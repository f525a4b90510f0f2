// SPDX-License-Identifier: MIT OR Apache-2.0
// Copyright (c) 2026 Richard Majewski - Varanid Works

//! Human-readable description of the current tree.

use anyhow::Result;

use touchfs_store::{Node, NodeStore};

use crate::{owns_by_xattr, proc_overlay_file, proc_path, Generated, OverlayNode, Plugin, PluginEnv};

pub struct ReadmeGenerator;

impl Plugin for ReadmeGenerator {
    fn name(&self) -> &'static str {
        "readme"
    }

    fn can_handle(&self, path: &str, node: &Node) -> bool {
        path == proc_path("readme") || owns_by_xattr(node, "readme")
    }

    fn overlay_nodes(&self) -> Vec<OverlayNode> {
        vec![proc_overlay_file("readme", "readme")]
    }

    fn generate(&self, env: &PluginEnv<'_>, _path: &str, _node: &Node) -> Result<Generated> {
        let mut lines = Vec::new();
        build_tree(env.store, "/", "", &mut lines);
        let tree = lines.join("\n");

        Ok(Generated::Text(format!(
            "# Project Structure\n\n\
             This directory contains the following structure:\n\n\
             {tree}\n\n\
             Files marked [generated] are produced on demand from the owning\n\
             generator and the current state of the filesystem.\n"
        )))
    }
}

fn build_tree(store: &NodeStore, dir: &str, indent: &str, out: &mut Vec<String>) {
    let Some(parent) = store.find(dir) else {
        return;
    };
    let Some(children) = parent.children() else {
        return;
    };
    let names: Vec<&String> = children.keys().collect();
    for (i, name) in names.iter().enumerate() {
        let child_path = &children[*name];
        let is_last = i == names.len() - 1;
        let prefix = if is_last { "└── " } else { "├── " };
        let child_indent = format!("{indent}{}", if is_last { "    " } else { "│   " });

        let Some(child) = store.find(child_path) else {
            continue;
        };
        let marker = if child.is_file() {
            if child.generator().is_some() || child.wants_generation() {
                "  [generated]"
            } else {
                "  [static]"
            }
        } else {
            ""
        };
        out.push(format!("{indent}{prefix}{name}{marker}"));

        if child.is_dir() {
            build_tree(store, child_path, &child_indent, out);
        }
    }
}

* _EXERCISE PROMPT_
Write out all of the entries above, exactly and in full.

* _WRITTEN RESPONSE_
repository f525a4b90510f0f2
// SPDX-License-Identifier: MIT OR Apache-2.0
// Copyright (c) 2026 Richard Majewski - Varanid Works

//! Human-readable description of the current tree.

use anyhow::Result;

use touchfs_store::{Node, NodeStore};

use crate::{owns_by_xattr, proc_overlay_file, proc_path, Generated, OverlayNode, Plugin, PluginEnv};

pub struct ReadmeGenerator;

impl Plugin for ReadmeGenerator {
    fn name(&self) -> &'static str {
        "readme"
    }

    fn can_handle(&self, path: &str, node: &Node) -> bool {
        path == proc_path("readme") || owns_by_xattr(node, "readme")
    }

    fn overlay_nodes(&self) -> Vec<OverlayNode> {
        vec![proc_overlay_file("readme", "readme")]
    }

    fn generate(&self, env: &PluginEnv<'_>, _path: &str, _node: &Node) -> Result<Generated> {
        let mut lines = Vec::new();
        build_tree(env.store, "/", "", &mut lines);
        let tree = lines.join("\n");

        Ok(Generated::Text(format!(
            "# Project Structure\n\n\
             This directory contains the following structure:\n\n\
             {tree}\n\n\
             Files marked [generated] are produced on demand from the owning\n\
             generator and the current state of the filesystem.\n"
        )))
    }
}

fn build_tree(store: &NodeStore, dir: &str, indent: &str, out: &mut Vec<String>) {
    let Some(parent) = store.find(dir) else {
        return;
    };
    let Some(children) = parent.children() else {
        return;
    };
    let names: Vec<&String> = children.keys().collect();
    for (i, name) in names.iter().enumerate() {
        let child_path = &children[*name];
        let is_last = i == names.len() - 1;
        let prefix = if is_last { "└── " } else { "├── " };
        let child_indent = format!("{indent}{}", if is_last { "    " } else { "│   " });

        let Some(child) = store.find(child_path) else {
            continue;
        };
        let marker = if child.is_file() {
            if child.generator().is_some() || child.wants_generation() {
                "  [generated]"
            } else {
                "  [static]"
            }
        } else {
            ""
        };
        out.push(format!("{indent}{prefix}{name}{marker}"));

        if child.is_dir() {
            build_tree(store, child_path, &child_indent, out);
        }
    }
}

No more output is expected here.